Collected data entries |
____
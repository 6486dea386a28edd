//! camwatch - Multi-camera stream and detection worker manager
//!
//! ## Architecture
//!
//! 1. FrameSource - Live video connections (ffmpeg MJPEG)
//! 2. FrameBuffer - Bounded drop-oldest frame queue
//! 3. StreamRegistry - One open connection per camera, per-camera guard
//! 4. InferenceGate - Cooldown throttle per model kind
//! 5. AIClient - Vision inference (Gemini)
//! 6. DetectionPipeline - Frame to fire/helmet verdict
//! 7. WorkerSupervisor - Per (camera, model) worker lifecycle
//! 8. ConfigStore - Camera addresses and model kinds
//! 9. DetectionLogService - Detection persistence
//! 10. EventLogService - Recent detections (ring buffer)
//! 11. WebAPI - Control surface

pub mod ai_client;
pub mod config_store;
pub mod detection_log_service;
pub mod detection_pipeline;
pub mod error;
pub mod event_log_service;
pub mod frame_buffer;
pub mod frame_source;
pub mod inference_gate;
pub mod models;
pub mod state;
pub mod stream_registry;
pub mod web_api;
pub mod worker_supervisor;

pub use error::{Error, Result};
pub use state::AppState;
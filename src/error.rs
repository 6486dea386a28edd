//! Error handling for camwatch

use axum::{
    http::StatusCode,
    response::{IntoResponse, Response},
    Json,
};
use serde_json::json;

/// Result type alias
pub type Result<T> = std::result::Result<T, Error>;

/// Error types
#[derive(Debug, thiserror::Error)]
pub enum Error {
    /// Camera identifier unknown to the camera directory
    #[error("Camera not found: {0}")]
    CameraNotFound(String),

    /// Model identifier unknown to the model registry
    #[error("Model not found: {0}")]
    ModelNotFound(String),

    /// A worker for this (camera, model) pair is already running
    #[error("Model {model_id} already running on camera {camera_id}")]
    AlreadyRunning { camera_id: String, model_id: String },

    /// No worker for this (camera, model) pair
    #[error("Model {model_id} was not running on camera {camera_id}")]
    NotRunning { camera_id: String, model_id: String },

    /// Camera unreachable or unopenable
    #[error("Connection to camera {camera_id} failed: {message}")]
    Connection { camera_id: String, message: String },

    /// Another consumer holds the camera guard
    #[error("Camera {0} busy")]
    Busy(String),

    /// Previously open stream stopped producing frames
    #[error("Source lost for camera {0}")]
    SourceLost(String),

    /// Stream open but no frame arrived in time
    #[error("No frame available from camera {0}")]
    NoFrame(String),

    /// Validation error
    #[error("Validation error: {0}")]
    Validation(String),

    /// SQLx database error
    #[error("Database error: {0}")]
    Database(#[from] sqlx::Error),

    /// HTTP client error
    #[error("HTTP error: {0}")]
    Http(#[from] reqwest::Error),

    /// IO error
    #[error("IO error: {0}")]
    Io(#[from] std::io::Error),

    /// Internal error
    #[error("Internal error: {0}")]
    Internal(String),
}

impl Error {
    /// Status code and machine-readable code for the control surface
    pub fn status(&self) -> (StatusCode, &'static str) {
        match self {
            Error::CameraNotFound(_) => (StatusCode::NOT_FOUND, "CAMERA_NOT_FOUND"),
            Error::ModelNotFound(_) => (StatusCode::NOT_FOUND, "MODEL_NOT_FOUND"),
            Error::AlreadyRunning { .. } => (StatusCode::CONFLICT, "ALREADY_RUNNING"),
            Error::NotRunning { .. } => (StatusCode::CONFLICT, "NOT_RUNNING"),
            Error::Connection { .. } => (StatusCode::BAD_GATEWAY, "CONNECTION_ERROR"),
            Error::Busy(_) => (StatusCode::SERVICE_UNAVAILABLE, "CAMERA_BUSY"),
            Error::SourceLost(_) => (StatusCode::SERVICE_UNAVAILABLE, "SOURCE_LOST"),
            Error::NoFrame(_) => (StatusCode::SERVICE_UNAVAILABLE, "NO_FRAME"),
            Error::Validation(_) => (StatusCode::BAD_REQUEST, "VALIDATION_ERROR"),
            Error::Database(_) => (StatusCode::INTERNAL_SERVER_ERROR, "DATABASE_ERROR"),
            Error::Http(_) => (StatusCode::BAD_GATEWAY, "HTTP_ERROR"),
            Error::Io(_) => (StatusCode::INTERNAL_SERVER_ERROR, "IO_ERROR"),
            Error::Internal(_) => (StatusCode::INTERNAL_SERVER_ERROR, "INTERNAL_ERROR"),
        }
    }
}

impl IntoResponse for Error {
    fn into_response(self) -> Response {
        let (status, error_code) = self.status();
        let message = self.to_string();

        if status.is_server_error() {
            tracing::error!(
                status = %status,
                error_code = %error_code,
                message = %message,
                "Request error"
            );
        } else {
            tracing::warn!(
                status = %status,
                error_code = %error_code,
                message = %message,
                "Request rejected"
            );
        }

        let body = Json(json!({
            "error_code": error_code,
            "message": message
        }));

        (status, body).into_response()
    }
}
//! MJPEG byte stream splitter

/// JPEG start-of-image marker
const SOI: [u8; 2] = [0xFF, 0xD8];
/// JPEG end-of-image marker
const EOI: [u8; 2] = [0xFF, 0xD9];

/// Cuts a concatenated JPEG stream (ffmpeg `image2pipe` output) into frames
pub struct MjpegSplitter {
    buf: Vec<u8>,
    /// Offset where the EOI search resumes (inside the current frame)
    scan_from: usize,
    max_frame_bytes: usize,
}

impl MjpegSplitter {
    pub fn new(max_frame_bytes: usize) -> Self {
        Self {
            buf: Vec::with_capacity(256 * 1024),
            scan_from: 0,
            max_frame_bytes,
        }
    }

    pub fn push(&mut self, chunk: &[u8]) {
        self.buf.extend_from_slice(chunk);
    }

    /// Pop the next complete frame, if one is buffered
    pub fn next_frame(&mut self) -> Option<Vec<u8>> {
        // Align buffer start on SOI
        if !self.buf.starts_with(&SOI) {
            match find(&self.buf, &SOI, 0) {
                Some(start) => {
                    self.buf.drain(..start);
                    self.scan_from = 0;
                }
                None => {
                    // Keep a trailing 0xFF, it may be half of a marker
                    let keep = usize::from(self.buf.last() == Some(&0xFF));
                    let drop_len = self.buf.len() - keep;
                    self.buf.drain(..drop_len);
                    self.scan_from = 0;
                    return None;
                }
            }
        }

        let from = self.scan_from.max(SOI.len());
        match find(&self.buf, &EOI, from) {
            Some(end) => {
                let frame: Vec<u8> = self.buf.drain(..end + EOI.len()).collect();
                self.scan_from = 0;
                Some(frame)
            }
            None => {
                if self.buf.len() > self.max_frame_bytes {
                    tracing::warn!(
                        buffered = self.buf.len(),
                        limit = self.max_frame_bytes,
                        "MJPEG frame exceeds limit, discarding"
                    );
                    self.buf.clear();
                    self.scan_from = 0;
                } else {
                    // Back off one byte so a marker split across chunks is found
                    self.scan_from = self.buf.len().saturating_sub(1);
                }
                None
            }
        }
    }

    /// Bytes currently buffered
    pub fn buffered(&self) -> usize {
        self.buf.len()
    }
}

fn find(haystack: &[u8], needle: &[u8; 2], from: usize) -> Option<usize> {
    if from >= haystack.len() {
        return None;
    }
    haystack[from..]
        .windows(2)
        .position(|w| w == needle)
        .map(|pos| pos + from)
}

#[cfg(test)]
mod tests {
    use super::*;

    fn jpeg(body: &[u8]) -> Vec<u8> {
        let mut v = SOI.to_vec();
        v.extend_from_slice(body);
        v.extend_from_slice(&EOI);
        v
    }

    #[test]
    fn test_splits_concatenated_frames() {
        let mut splitter = MjpegSplitter::new(1024);
        let a = jpeg(&[1, 2, 3]);
        let b = jpeg(&[4, 5]);
        splitter.push(&[a.clone(), b.clone()].concat());

        assert_eq!(splitter.next_frame(), Some(a));
        assert_eq!(splitter.next_frame(), Some(b));
        assert_eq!(splitter.next_frame(), None);
    }

    #[test]
    fn test_marker_split_across_chunks() {
        let mut splitter = MjpegSplitter::new(1024);
        let frame = jpeg(&[9, 9, 9, 9]);
        let (head, tail) = frame.split_at(frame.len() - 1);

        splitter.push(head);
        assert_eq!(splitter.next_frame(), None);
        splitter.push(tail);
        assert_eq!(splitter.next_frame(), Some(frame));
    }

    #[test]
    fn test_skips_leading_garbage() {
        let mut splitter = MjpegSplitter::new(1024);
        let frame = jpeg(&[7]);
        splitter.push(&[0x00, 0x13, 0x37]);
        assert_eq!(splitter.next_frame(), None);
        assert_eq!(splitter.buffered(), 0);

        splitter.push(&frame);
        assert_eq!(splitter.next_frame(), Some(frame));
    }

    #[test]
    fn test_oversized_frame_discarded() {
        let mut splitter = MjpegSplitter::new(8);
        splitter.push(&SOI);
        splitter.push(&[0u8; 16]);
        assert_eq!(splitter.next_frame(), None);
        assert_eq!(splitter.buffered(), 0);
    }
}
____
EXERCISE PROMPT | Collect the lines of the data that carry the word "Validation".

EXERCISE SOLUTION |
    /// Validation error
    #[error("Validation error: {0}")]
    Validation(String),
            Error::Validation(_) => (StatusCode::BAD_REQUEST, "VALIDATION_ERROR"),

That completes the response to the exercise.